Records drawn from a dataset:
-------

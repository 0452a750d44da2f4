//! End-to-end repeat suppression through a real formatter and console, on a
//! virtual clock.

use std::sync::Arc;

use parking_lot::Mutex;
use tintlog_engine::{
    field, lazy, Level, LogEvent, Logger, LoggerConfig, ManualScheduler, PipelineMetrics,
    ThrottleConfig, REPEATED_FIELD,
};
use tintlog_core::{Timer, VirtualClock};
use tintlog_format::{BrowserFormatter, EntryKind, MemoryConsole, TerminalFormatter};

struct Fixture {
    logger: Logger,
    console: Arc<MemoryConsole>,
    scheduler: ManualScheduler,
    metrics: Arc<PipelineMetrics>,
}

impl Fixture {
    fn new() -> Self {
        Self::with_throttle(ThrottleConfig::default())
    }

    fn with_throttle(throttle: ThrottleConfig) -> Self {
        let clock = VirtualClock::new(1_700_000_000_000);
        let scheduler = ManualScheduler::new(clock.clone());
        let console = Arc::new(MemoryConsole::new());
        let metrics = Arc::new(PipelineMetrics::new().unwrap());
        let logger = Logger::builder()
            .config(LoggerConfig::default())
            .throttle(throttle)
            .formatter(Arc::new(TerminalFormatter::with_colors(false)))
            .console(console.clone())
            .clock(Arc::new(clock))
            .scheduler(Arc::new(scheduler.clone()))
            .metrics(metrics.clone())
            .build();
        Self {
            logger,
            console,
            scheduler,
            metrics,
        }
    }

    fn lines(&self) -> Vec<String> {
        self.console
            .lines()
            .into_iter()
            .map(|line| line.split_once("] ").map(|(_, rest)| rest.to_string()).unwrap_or(line))
            .collect()
    }
}

#[test]
fn ten_identical_calls_emit_five_then_one_summary() {
    let f = Fixture::new();
    for _ in 0..10 {
        f.logger.info_with("polling", [field("queue", "jobs")]);
        f.scheduler.advance(10);
    }
    assert_eq!(f.lines().len(), 5);

    f.scheduler.advance(1_000);
    let lines = f.lines();
    assert_eq!(lines.len(), 6);
    assert_eq!(
        lines[5],
        "info  polling {\"queue\":\"jobs\",\"repeated\":\"4 times\"}"
    );
    assert_eq!(f.metrics.emitted.get(), 6);
    assert_eq!(f.metrics.suppressed.get(), 5);
}

#[test]
fn a_different_message_flushes_the_streak_first() {
    let f = Fixture::new();
    for _ in 0..6 {
        f.logger.info("A");
    }
    f.logger.info("B");
    assert_eq!(
        f.lines(),
        ["info  A", "info  A", "info  A", "info  A", "info  A", "info  A", "info  B"]
    );
    // Exactly one call was suppressed, so the flushed copy carries no count.
    assert!(!f.lines()[5].contains(REPEATED_FIELD));

    f.scheduler.advance(5_000);
    assert_eq!(f.lines().len(), 7);
}

#[test]
fn silence_longer_than_the_window_restarts_counting() {
    let f = Fixture::new();
    for _ in 0..5 {
        f.logger.warn("disk low");
    }
    f.scheduler.advance(1_500);
    for _ in 0..5 {
        f.logger.warn("disk low");
    }
    assert_eq!(f.lines().len(), 10);
    assert_eq!(f.scheduler.pending(), 0);
}

#[test]
fn different_fields_are_different_messages() {
    let f = Fixture::new();
    for i in 0..20 {
        f.logger.info_with("job done", [field("id", i)]);
    }
    assert_eq!(f.lines().len(), 20);
    assert_eq!(f.metrics.suppressed.get(), 0);
}

#[test]
fn unserializable_fields_fail_open() {
    let f = Fixture::new();
    let mut bad = std::collections::HashMap::new();
    bad.insert((1, 2), "x");
    for _ in 0..10 {
        f.logger.info_with("cyclic", [field("graph", bad.clone())]);
    }
    assert_eq!(f.lines().len(), 10);
    assert_eq!(f.metrics.serialization_fallbacks.get(), 10);
}

#[test]
fn custom_threshold_and_window() {
    let f = Fixture::with_throttle(ThrottleConfig {
        window_ms: 100,
        min_threshold: 2,
    });
    for _ in 0..5 {
        f.logger.error("boom");
    }
    assert_eq!(f.lines().len(), 2);
    f.scheduler.advance(100);
    assert_eq!(
        f.lines().last().map(String::as_str),
        Some("error boom {\"repeated\":\"2 times\"}")
    );
}

#[test]
fn summaries_reach_extenders() {
    let f = Fixture::new();
    let seen = Arc::new(Mutex::new(Vec::new()));
    let sink = seen.clone();
    f.logger.extend(move |event: &LogEvent<'_>| {
        let repeated = event
            .field(REPEATED_FIELD)
            .map(|f| f.value().to_display_json().to_string());
        sink.lock().push((event.summary, event.level, repeated));
        Ok(())
    });

    for _ in 0..7 {
        f.logger.warn("retrying");
    }
    f.scheduler.advance(1_000);

    let seen = seen.lock();
    assert_eq!(seen.len(), 6);
    assert!(seen[..5].iter().all(|(summary, _, _)| !summary));
    assert_eq!(
        seen[5],
        (true, Level::Warn, Some("\"1 times\"".to_string()))
    );
}

#[test]
fn lazy_messages_throttle_by_callsite_and_resolve_once() {
    let f = Fixture::new();
    let calls = std::cell::Cell::new(0);
    for i in 0..9 {
        f.logger.info(lazy(|| {
            calls.set(calls.get() + 1);
            (format!("expensive #{i}"), vec![Some(field("i", i)), None])
        }));
    }
    assert_eq!(calls.get(), 5);
    f.scheduler.advance(1_000);
    let lines = f.lines();
    assert_eq!(lines.len(), 6);
    assert_eq!(lines[5], "info  expensive #4 {\"i\":4,\"repeated\":\"3 times\"}");
    assert_eq!(calls.get(), 5);
}

#[test]
fn named_timer_fields_render_inline() {
    let f = Fixture::new();
    let db = f.logger.named("db", [field("pool", 1)]);
    let started = Timer::started_at(100, 1_700_000_000_000);
    f.scheduler.advance(50);
    db.info_with("query", [field("took", started)]);
    assert_eq!(f.lines(), ["info  db    query took=50ms {\"pool\":1}"]);
}

#[test]
fn browser_rendering_groups_fields() {
    let f = Fixture::new();
    f.logger.set_formatter(Arc::new(BrowserFormatter::new()));
    f.logger.info_with("user", [field("id", 7)]);
    let kinds: Vec<EntryKind> = f.console.entries().iter().map(|e| e.kind).collect();
    assert_eq!(
        kinds,
        [EntryKind::GroupStart, EntryKind::Log, EntryKind::GroupEnd]
    );
}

-------

How to complete this task
Return the entries above exactly as they were written.

Exercise solution
repository 0452a750d44da2f4
//! End-to-end repeat suppression through a real formatter and console, on a
//! virtual clock.

use std::sync::Arc;

use parking_lot::Mutex;
use tintlog_engine::{
    field, lazy, Level, LogEvent, Logger, LoggerConfig, ManualScheduler, PipelineMetrics,
    ThrottleConfig, REPEATED_FIELD,
};
use tintlog_core::{Timer, VirtualClock};
use tintlog_format::{BrowserFormatter, EntryKind, MemoryConsole, TerminalFormatter};

struct Fixture {
    logger: Logger,
    console: Arc<MemoryConsole>,
    scheduler: ManualScheduler,
    metrics: Arc<PipelineMetrics>,
}

impl Fixture {
    fn new() -> Self {
        Self::with_throttle(ThrottleConfig::default())
    }

    fn with_throttle(throttle: ThrottleConfig) -> Self {
        let clock = VirtualClock::new(1_700_000_000_000);
        let scheduler = ManualScheduler::new(clock.clone());
        let console = Arc::new(MemoryConsole::new());
        let metrics = Arc::new(PipelineMetrics::new().unwrap());
        let logger = Logger::builder()
            .config(LoggerConfig::default())
            .throttle(throttle)
            .formatter(Arc::new(TerminalFormatter::with_colors(false)))
            .console(console.clone())
            .clock(Arc::new(clock))
            .scheduler(Arc::new(scheduler.clone()))
            .metrics(metrics.clone())
            .build();
        Self {
            logger,
            console,
            scheduler,
            metrics,
        }
    }

    fn lines(&self) -> Vec<String> {
        self.console
            .lines()
            .into_iter()
            .map(|line| line.split_once("] ").map(|(_, rest)| rest.to_string()).unwrap_or(line))
            .collect()
    }
}

#[test]
fn ten_identical_calls_emit_five_then_one_summary() {
    let f = Fixture::new();
    for _ in 0..10 {
        f.logger.info_with("polling", [field("queue", "jobs")]);
        f.scheduler.advance(10);
    }
    assert_eq!(f.lines().len(), 5);

    f.scheduler.advance(1_000);
    let lines = f.lines();
    assert_eq!(lines.len(), 6);
    assert_eq!(
        lines[5],
        "info  polling {\"queue\":\"jobs\",\"repeated\":\"4 times\"}"
    );
    assert_eq!(f.metrics.emitted.get(), 6);
    assert_eq!(f.metrics.suppressed.get(), 5);
}

#[test]
fn a_different_message_flushes_the_streak_first() {
    let f = Fixture::new();
    for _ in 0..6 {
        f.logger.info("A");
    }
    f.logger.info("B");
    assert_eq!(
        f.lines(),
        ["info  A", "info  A", "info  A", "info  A", "info  A", "info  A", "info  B"]
    );
    // Exactly one call was suppressed, so the flushed copy carries no count.
    assert!(!f.lines()[5].contains(REPEATED_FIELD));

    f.scheduler.advance(5_000);
    assert_eq!(f.lines().len(), 7);
}

#[test]
fn silence_longer_than_the_window_restarts_counting() {
    let f = Fixture::new();
    for _ in 0..5 {
        f.logger.warn("disk low");
    }
    f.scheduler.advance(1_500);
    for _ in 0..5 {
        f.logger.warn("disk low");
    }
    assert_eq!(f.lines().len(), 10);
    assert_eq!(f.scheduler.pending(), 0);
}

#[test]
fn different_fields_are_different_messages() {
    let f = Fixture::new();
    for i in 0..20 {
        f.logger.info_with("job done", [field("id", i)]);
    }
    assert_eq!(f.lines().len(), 20);
    assert_eq!(f.metrics.suppressed.get(), 0);
}

#[test]
fn unserializable_fields_fail_open() {
    let f = Fixture::new();
    let mut bad = std::collections::HashMap::new();
    bad.insert((1, 2), "x");
    for _ in 0..10 {
        f.logger.info_with("cyclic", [field("graph", bad.clone())]);
    }
    assert_eq!(f.lines().len(), 10);
    assert_eq!(f.metrics.serialization_fallbacks.get(), 10);
}

#[test]
fn custom_threshold_and_window() {
    let f = Fixture::with_throttle(ThrottleConfig {
        window_ms: 100,
        min_threshold: 2,
    });
    for _ in 0..5 {
        f.logger.error("boom");
    }
    assert_eq!(f.lines().len(), 2);
    f.scheduler.advance(100);
    assert_eq!(
        f.lines().last().map(String::as_str),
        Some("error boom {\"repeated\":\"2 times\"}")
    );
}

#[test]
fn summaries_reach_extenders() {
    let f = Fixture::new();
    let seen = Arc::new(Mutex::new(Vec::new()));
    let sink = seen.clone();
    f.logger.extend(move |event: &LogEvent<'_>| {
        let repeated = event
            .field(REPEATED_FIELD)
            .map(|f| f.value().to_display_json().to_string());
        sink.lock().push((event.summary, event.level, repeated));
        Ok(())
    });

    for _ in 0..7 {
        f.logger.warn("retrying");
    }
    f.scheduler.advance(1_000);

    let seen = seen.lock();
    assert_eq!(seen.len(), 6);
    assert!(seen[..5].iter().all(|(summary, _, _)| !summary));
    assert_eq!(
        seen[5],
        (true, Level::Warn, Some("\"1 times\"".to_string()))
    );
}

#[test]
fn lazy_messages_throttle_by_callsite_and_resolve_once() {
    let f = Fixture::new();
    let calls = std::cell::Cell::new(0);
    for i in 0..9 {
        f.logger.info(lazy(|| {
            calls.set(calls.get() + 1);
            (format!("expensive #{i}"), vec![Some(field("i", i)), None])
        }));
    }
    assert_eq!(calls.get(), 5);
    f.scheduler.advance(1_000);
    let lines = f.lines();
    assert_eq!(lines.len(), 6);
    assert_eq!(lines[5], "info  expensive #4 {\"i\":4,\"repeated\":\"3 times\"}");
    assert_eq!(calls.get(), 5);
}

#[test]
fn named_timer_fields_render_inline() {
    let f = Fixture::new();
    let db = f.logger.named("db", [field("pool", 1)]);
    let started = Timer::started_at(100, 1_700_000_000_000);
    f.scheduler.advance(50);
    db.info_with("query", [field("took", started)]);
    assert_eq!(f.lines(), ["info  db    query took=50ms {\"pool\":1}"]);
}

#[test]
fn browser_rendering_groups_fields() {
    let f = Fixture::new();
    f.logger.set_formatter(Arc::new(BrowserFormatter::new()));
    f.logger.info_with("user", [field("id", 7)]);
    let kinds: Vec<EntryKind> = f.console.entries().iter().map(|e| e.kind).collect();
    assert_eq!(
        kinds,
        [EntryKind::GroupStart, EntryKind::Log, EntryKind::GroupEnd]
    );
}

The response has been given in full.